Use of Oral or Subcutaneous (pellet) Estradiol 17B with Natural Progesterone in 200 Patients Followed for 10 years

Philip Warner, MD
201 "D" Street, Suite K
Marysville, CA 95901
Tel: 530-749-8511

 

MATERIALS AND METHODS
Two hundred patients from a private practice of OB/GYN were started on hormonal replacement therapy for a variety of symptoms.

The patients presented with symptoms relating to ovarian hormone imbalance or hormone deficiency and were all seen initially by the author. Many of the patients were seen in consultation for hormonal problems after having an evaluation elsewhere.

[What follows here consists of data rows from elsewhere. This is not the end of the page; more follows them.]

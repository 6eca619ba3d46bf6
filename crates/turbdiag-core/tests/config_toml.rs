use turbdiag_core::config::defaults::{
    DEFAULT_CHECK_EVERY, DEFAULT_MAX_ITERATIONS, DEFAULT_RELAXATION, DEFAULT_TOLERANCE,
};
use turbdiag_core::config::Weighting;
use turbdiag_core::engine::stencil::PoissonMethod;
use turbdiag_core::{DiagError, FieldDecomposer, SolverConfig};

#[test]
fn empty_toml_gives_defaults() {
    let c = SolverConfig::from_toml_str("").unwrap();
    assert_eq!(c, SolverConfig::default());
    assert_eq!(c.max_iterations, DEFAULT_MAX_ITERATIONS);
    assert_eq!(c.tolerance, DEFAULT_TOLERANCE);
    assert_eq!(c.relaxation, DEFAULT_RELAXATION);
    assert_eq!(c.check_every, DEFAULT_CHECK_EVERY);
    assert_eq!(c.weighting, Weighting::None);
    assert_eq!(c.method, PoissonMethod::ConjugateGradient);
}

#[test]
fn partial_toml_overrides_only_named_keys() {
    let c = SolverConfig::from_toml_str("max_iterations = 500\nweighting = \"sqrt_density\"\n").unwrap();
    assert_eq!(c.max_iterations, 500);
    assert_eq!(c.weighting, Weighting::SqrtDensity);
    assert_eq!(c.tolerance, DEFAULT_TOLERANCE);

    let p = c.poisson();
    assert_eq!(p.max_iterations, 500);
    assert_eq!(p.relaxation, DEFAULT_RELAXATION);
}

#[test]
fn method_selects_the_poisson_solver() {
    let c = SolverConfig::from_toml_str("method = \"jacobi\"\n").unwrap();
    assert_eq!(c.poisson().method, PoissonMethod::Jacobi);
    assert!(matches!(
        SolverConfig::from_toml_str("method = \"multigrid\"").unwrap_err(),
        DiagError::Config(_)
    ));
}

#[test]
fn out_of_range_values_are_rejected() {
    for bad in [
        "max_iterations = 0",
        "tolerance = 0.0",
        "tolerance = -1e-6",
        "relaxation = 1.5",
        "relaxation = 0.0",
        "check_every = 0",
    ] {
        let err = SolverConfig::from_toml_str(bad).unwrap_err();
        assert!(matches!(err, DiagError::Config(_)), "{bad}: {err}");
    }
}

#[test]
fn unknown_keys_and_bad_weighting_are_rejected() {
    assert!(matches!(
        SolverConfig::from_toml_str("tolerence = 1e-8").unwrap_err(),
        DiagError::Config(_)
    ));
    assert!(matches!(
        SolverConfig::from_toml_str("weighting = \"mass\"").unwrap_err(),
        DiagError::Config(_)
    ));
}

#[test]
fn load_reads_a_file_and_names_it_in_errors() {
    let dir = std::env::temp_dir().join(format!("turbdiag-config-{}", std::process::id()));
    std::fs::create_dir_all(&dir).unwrap();

    let good = dir.join("good.toml");
    std::fs::write(&good, "relaxation = 1.0\ncheck_every = 5\n").unwrap();
    let c = SolverConfig::load(&good).unwrap();
    assert_eq!(c.relaxation, 1.0);
    assert_eq!(c.check_every, 5);

    let bad = dir.join("bad.toml");
    std::fs::write(&bad, "check_every = 0\n").unwrap();
    let msg = SolverConfig::load(&bad).unwrap_err().to_string();
    assert!(msg.contains("bad.toml"), "{msg}");

    let missing = SolverConfig::load(dir.join("missing.toml")).unwrap_err();
    assert!(matches!(missing, DiagError::Io(_)));

    std::fs::remove_dir_all(&dir).ok();
}

#[test]
fn native_decomposer_validates_config() {
    let mut c = SolverConfig::default();
    c.relaxation = 2.0;
    assert!(matches!(FieldDecomposer::native(&c), Err(DiagError::Config(_))));
}
// crates/turbdiag-core/src/units/table.rs

use crate::units::dimension::Dimension;

const PC_CM: f64 = 3.085_677_581_491_367_3e18;
const YR_S: f64 = 3.155_76e7; // Julian year
const MSUN_G: f64 = 1.988_409_870_698_051e33;

/// One named unit: symbol, CGS scale factor, dimension.
#[derive(Clone, Copy, Debug)]
pub struct NamedUnit {
    pub symbol: &'static str,
    pub scale: f64,
    pub dim: Dimension,
}

const fn named(symbol: &'static str, scale: f64, dim: Dimension) -> NamedUnit {
    NamedUnit { symbol, scale, dim }
}

const ENERGY: Dimension = Dimension { length: 2, mass: 1, time: -2 };
const FORCE: Dimension = Dimension { length: 1, mass: 1, time: -2 };

pub const NAMED_UNITS: &[NamedUnit] = &[
    // length
    named("cm", 1.0, Dimension::LENGTH),
    named("mm", 1e-1, Dimension::LENGTH),
    named("m", 1e2, Dimension::LENGTH),
    named("km", 1e5, Dimension::LENGTH),
    named("AU", 1.495_978_707e13, Dimension::LENGTH),
    named("au", 1.495_978_707e13, Dimension::LENGTH),
    named("pc", PC_CM, Dimension::LENGTH),
    named("kpc", PC_CM * 1e3, Dimension::LENGTH),
    named("Mpc", PC_CM * 1e6, Dimension::LENGTH),
    // mass
    named("g", 1.0, Dimension::MASS),
    named("kg", 1e3, Dimension::MASS),
    named("Msun", MSUN_G, Dimension::MASS),
    named("solMass", MSUN_G, Dimension::MASS),
    // time
    named("s", 1.0, Dimension::TIME),
    named("min", 60.0, Dimension::TIME),
    named("h", 3600.0, Dimension::TIME),
    named("d", 86_400.0, Dimension::TIME),
    named("yr", YR_S, Dimension::TIME),
    named("kyr", YR_S * 1e3, Dimension::TIME),
    named("Myr", YR_S * 1e6, Dimension::TIME),
    named("Gyr", YR_S * 1e9, Dimension::TIME),
    // derived
    named("erg", 1.0, ENERGY),
    named("J", 1e7, ENERGY),
    named("dyn", 1.0, FORCE),
    named("N", 1e5, FORCE),
    named("Ba", 1.0, Dimension { length: -1, mass: 1, time: -2 }),
];

pub fn lookup(symbol: &str) -> Option<&'static NamedUnit> {
    NAMED_UNITS.iter().find(|u| u.symbol == symbol)
}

The patients were seen at +1,3,6 month intervals and then annual visits thereafter. At each visit, the women were interviewed and questionnaires about symptoms or bleeding patterns were completed. They had a complete physical examination and initial blood work including FSH1 Blood Panel, Cholesterol, HDL and LDL. Mammograms were obtained according to ACOG recommendations. Endometrial biopsies, pelvic sonography, D&C, and hysteroscopy were accomplished as clinically indicated.

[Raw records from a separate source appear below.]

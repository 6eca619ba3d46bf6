// crates/turbdiag-core/src/cubes/mod.rs

pub mod partition;
pub mod sequence;

use ndarray::s;

use crate::error::Result;
use crate::field::GridField;
use crate::validate::validate_cubes_per_side;

pub use partition::CubePartition;
pub use sequence::RmsSequence;

/// Root-mean-square of `field` inside each of `cubes_per_side`^3 sub-cubes.
///
/// The field must be cubic. It is cropped symmetrically to the largest
/// cube-divisible region; cubes with no cells (more cubes than cells per
/// side) yield NaN. Values keep the field's unit.
pub fn compute_rms_in_cubes(field: &GridField, cubes_per_side: usize) -> Result<RmsSequence> {
    validate_cubes_per_side(cubes_per_side)?;
    let edge = field.edge_length()?;
    let part = CubePartition::new(edge, cubes_per_side);
    tracing::debug!(
        edge,
        cubes_per_side,
        cube_dim = part.cube_dim,
        start = part.start,
        "partitioned grid"
    );

    let values = field.values();
    let mut out = Vec::with_capacity(part.cube_count());
    for (i, j, k) in part.cubes() {
        let cube = values.slice(s![part.axis_range(i), part.axis_range(j), part.axis_range(k)]);
        let rms = if cube.is_empty() {
            f64::NAN
        } else {
            let mean_sq = cube.iter().map(|v| v * v).sum::<f64>() / cube.len() as f64;
            mean_sq.sqrt()
        };
        out.push(rms);
    }

    if part.cube_dim == 0 {
        tracing::warn!(edge, cubes_per_side, "more cubes than cells per side, every cube is NaN");
    }
    Ok(RmsSequence::new(out, field.unit().clone(), cubes_per_side))
}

The patients were divided into two groups:

  1. Perimenopause (PEM) defined by irregular or excessive menstruation or clinical symptoms and FSH> 15 IU/L.
  2. Postmenopause (POM) defined by natural or surgical absence of menses. There were 73 (PEM) patients and 127 (POM) patients. Many of the (PEM) patients might also be defined as having premenstrual syndrome. The initial complaints of the (PEM) patients included dysfunctional uterine bleeding, cyclic vascular headaches, anxiety, depression, insomnia, diminished libido, breast tenderness, bloating and dysmenorrhea. The (POM) patient’s symptoms included hot flashes, night sweats, vaginal dryness, dysuria, dysparuenia, diminished libido, depression, memory loss and insomnia.

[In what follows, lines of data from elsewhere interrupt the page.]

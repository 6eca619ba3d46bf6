// crates/turbdiag-core/src/config/defaults.rs

use crate::config::{SolverConfig, Weighting};
use crate::engine::stencil::PoissonMethod;

pub const DEFAULT_METHOD: PoissonMethod = PoissonMethod::ConjugateGradient;
pub const DEFAULT_MAX_ITERATIONS: u32 = 20_000;
pub const DEFAULT_TOLERANCE: f64 = 1e-10;
// Undamped Jacobi does not contract the (pi/2h, pi/2h, pi/2h) mode of the
// wide-stencil Laplacian.
pub const DEFAULT_RELAXATION: f64 = 0.85;
pub const DEFAULT_CHECK_EVERY: u32 = 10;

pub fn default_solver_config() -> SolverConfig {
    SolverConfig {
        method: DEFAULT_METHOD,
        max_iterations: DEFAULT_MAX_ITERATIONS,
        tolerance: DEFAULT_TOLERANCE,
        relaxation: DEFAULT_RELAXATION,
        check_every: DEFAULT_CHECK_EVERY,
        weighting: Weighting::None,
    }
}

The patients in Group 1 (PEM) received sequential estradiol [E2] and progesterone [P] therapy, while Group 2 (POM) received combined E2 & P therapy. A subgroup of (POM) patients who did not respond to oral therapy satisfactorily were placed on subcutaneous (pellet) implants. Of these patients, those with an intact uterus received oral micronized progesterone daily, while those with surgical menopause and no uterus received only the estradiol implants. In some cases, estradiol and testosterone implants were utilized.

The hormones in Group 1 (PEM) patients were micronized estradiol 17B USP 0.5 mgm mixed with alpha lactose in gelatin capsules (Bajamar Labs, St. Louis, MO) taken 25 days a month with micronized USP progesterone 100 mgm in gelatin capsules (Bajamar Labs, St. Louis, MO) taken BID, 14 days per month.

The hormones in Group 2 (POM) patients were micronized estradiol 17B 0.35 mgm and micronized progesterone 100 mgm both in a single capsule taken daily. In some cases the dose was increased to one capsule BID. The implants were 25 mgm estradiol pellets, average 2 pellets and 75 mgm testosterone proprionate pellet. (College Pharmacy, Colorado Springs, CO.)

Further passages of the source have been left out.